Karl Nolle, MdL

Dresdner Morgenpost, 04.11.2003

Aus der Traum: OB Tiefensee gibt seinen Genossen einen Korb

 
LEIPZIG/DRESDEN. Nun also doch nicht: Leipzigs Oberbürgermeister Wolfgang Tiefensee (48, SPD) tritt nicht als Spitzenkandidat zur Landtagswahl an.

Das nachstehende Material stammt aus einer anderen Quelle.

//! Host-thread scheduler.
//!
//! Each kernel thread is a host thread. `block` parks it and `unblock`
//! unparks it; a host park token is remembered if the unpark comes first,
//! which is exactly the wakeup-before-sleep behaviour [`Scheduler::block`]
//! requires. Threads that were not spawned here (a test's main thread,
//! say) are registered the first time they ask who they are.

use alloc::boxed::Box;
use alloc::format;
use alloc::sync::{Arc, Weak};
use core::cell::Cell;
use core::sync::atomic::{AtomicBool, AtomicU64, AtomicUsize, Ordering};
use std::panic::{self, AssertUnwindSafe};
use std::thread::{self, Thread};

use hashbrown::HashMap;

use crate::error::{Errno, KResult};
use crate::process::{ProcessId, TrapFrame};
use crate::sync::SpinLock;
use crate::thread::{ProgramStart, Scheduler, ThreadEntry, ThreadId};

static NEXT_THREAD: AtomicU64 = AtomicU64::new(1);

std::thread_local! {
    static CURRENT_THREAD: Cell<Option<ThreadId>> = const { Cell::new(None) };
    static CURRENT_PID: Cell<Option<ProcessId>> = const { Cell::new(None) };
}

/// Unwind payload that ends a kernel thread.
struct ThreadExit;

/// Where threads go when they enter user mode.
pub trait UserMode: Send + Sync {
    /// Run a freshly loaded program on the current thread.
    fn run_program(&self, start: ProgramStart) -> !;

    /// Resume a forked child from its trapframe.
    fn resume_forked(&self, frame: TrapFrame) -> !;
}

/// Scheduler backed by host threads.
pub struct HostScheduler {
    me: Weak<HostScheduler>,
    threads: SpinLock<HashMap<ThreadId, Thread>>,
    user_mode: spin::Once<Weak<dyn UserMode>>,
    live: AtomicUsize,
    fail_spawn: AtomicBool,
}

impl HostScheduler {
    /// Create a scheduler.
    pub fn new() -> Arc<Self> {
        Arc::new_cyclic(|me| Self {
            me: me.clone(),
            threads: SpinLock::new(HashMap::new()),
            user_mode: spin::Once::new(),
            live: AtomicUsize::new(0),
            fail_spawn: AtomicBool::new(false),
        })
    }

    /// Attach the user-mode implementation threads enter.
    pub fn set_user_mode(&self, mode: &Arc<dyn UserMode>) {
        self.user_mode.call_once(|| Arc::downgrade(mode));
    }

    /// Make the next `spawn` fail with `ENOMEM`.
    pub fn fail_next_spawn(&self) {
        self.fail_spawn.store(true, Ordering::SeqCst);
    }

    /// Spawned threads that have not finished.
    pub fn live_threads(&self) -> usize {
        self.live.load(Ordering::SeqCst)
    }

    fn user_mode(&self) -> Option<Arc<dyn UserMode>> {
        self.user_mode.get().and_then(Weak::upgrade)
    }
}

impl Scheduler for HostScheduler {
    fn current_thread(&self) -> ThreadId {
        let id = CURRENT_THREAD.with(|current| match current.get() {
            Some(id) => id,
            None => {
                let id = ThreadId(NEXT_THREAD.fetch_add(1, Ordering::Relaxed));
                current.set(Some(id));
                id
            }
        });
        self.threads
            .lock()
            .entry(id)
            .or_insert_with(thread::current);
        id
    }

    fn current_process(&self) -> Option<ProcessId> {
        CURRENT_PID.with(Cell::get)
    }

    fn block(&self) {
        thread::park();
    }

    fn unblock(&self, id: ThreadId) {
        let thread = self.threads.lock().get(&id).cloned();
        match thread {
            Some(thread) => thread.unpark(),
            None => log::warn!("[HOST] unblock of unknown thread {}", id),
        }
    }

    fn spawn(&self, name: &str, pid: ProcessId, entry: ThreadEntry) -> KResult<ThreadId> {
        if self.fail_spawn.swap(false, Ordering::SeqCst) {
            return Err(Errno::ENOMEM);
        }

        let id = ThreadId(NEXT_THREAD.fetch_add(1, Ordering::Relaxed));
        let me = self.me.clone();
        self.live.fetch_add(1, Ordering::SeqCst);

        let spawned = thread::Builder::new()
            .name(format!("{}:{}", name, id))
            .spawn(move || {
                CURRENT_THREAD.with(|c| c.set(Some(id)));
                CURRENT_PID.with(|c| c.set(Some(pid)));
                if let Some(sched) = me.upgrade() {
                    sched.threads.lock().insert(id, thread::current());
                }

                let outcome = panic::catch_unwind(AssertUnwindSafe(entry));

                if let Some(sched) = me.upgrade() {
                    sched.threads.lock().remove(&id);
                    sched.live.fetch_sub(1, Ordering::SeqCst);
                }
                if let Err(payload) = outcome {
                    if !payload.is::<ThreadExit>() {
                        panic::resume_unwind(payload);
                    }
                }
            });

        match spawned {
            Ok(_) => Ok(id),
            Err(e) => {
                self.live.fetch_sub(1, Ordering::SeqCst);
                log::warn!("[HOST] thread spawn failed: {}", e);
                Err(Errno::ENOMEM)
            }
        }
    }

    fn enter_new_process(&self, start: ProgramStart) -> ! {
        match self.user_mode() {
            Some(mode) => mode.run_program(start),
            None => {
                log::error!("[HOST] no user mode attached");
                self.exit_thread()
            }
        }
    }

    fn enter_forked_process(&self, frame: TrapFrame) -> ! {
        match self.user_mode() {
            Some(mode) => mode.resume_forked(frame),
            None => {
                log::error!("[HOST] no user mode attached");
                self.exit_thread()
            }
        }
    }

    fn exit_thread(&self) -> ! {
        panic::resume_unwind(Box::new(ThreadExit))
    }
}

„Ich möchte abschließend und definitiv wiederholen, dass ich nicht kandidieren werde", sagte Tiefensee. „Mein Platz ist in Leipzig. Ich setze meine ganze Kraft wie bisher für meine Stadt und die Olympiabewerbung ein.“ Eigentlich wollte die SPD erst im April entscheiden, wen sie als Spitzenkandidaten ins Rennen schickt. Doch Tiefensee hatte jetzt die Faxen dicke. „Die ständigen Spekulationen um meine mögliche Kandidatur überlagern unser erfolgreiches Voranschreiten in der Olympiabewerbung.“

Die Entscheidung ist ein Schock für Sachsens SPD. Sie hoffte auf Tiefensee, um bei der Wahl aus ihrem 10-Prozent-Allzeit-Tief herauszukommen. „Ich bedauere diesen Schritt zutiefst, respektiere aber die Entscheidung“, sagte Landesvorsitzende Constanze Krehl. Fraktionsvorsitzender Thomas Jurk mutmaßte, dass Tiefensee mit seinem Verzicht „dem Drängen von NOK und Sponsoren nachgekommen ist". Laut Jurk kann die Partei jetzt nicht mehr bis April warten, um einen Spitzenkandidaten zu bestimmen. Ob nun Krehl oder Jurk die SPD in den Wahlkampf führen wird, soll bereits heute ein Krisengipfel in Berlin klären. Daran nehmen neben Tiefensee, Krehl und Jurk auch SPD-Generalsekretär Olaf Scholz und Staatsminister Rolf Schwanitz teil.

CDU und PDS begrüßten Tiefensees Schritt. CDU-Generalsekretär Hermann Winkler: „Das war überfällig für eine erfolgreiche Bewerbung." Winkler hatte sich letzte Woche aus dem Olympia-Aufsichtsrat zurückgezogen, um sich auf den Wahlkampf zu konzentrieren. „Darauf hat die Entscheidung aber keine Auswirkung." PDS-Fraktions-Chef Peter Porsch freute, „dass sich Tiefensee endlich seiner Verantwortung für Olympia und Leipzig besonnen" hat. Folgen für die Wahl sieht Porsch nicht. „Ich glaube nicht, dass Tiefensee viel mobilisiert hätte. Das war ein Mythos." Zu einem neuen SPD-Spitzenkandidaten sagten beide Parteien nichts. Immerhin einer hat sich schon entschieden. „Thomas Jurk ist der ideale Kandidat", sagte der Abgeordnete Karl Nolle. Er hatte bisher für Tiefensee getrommelt.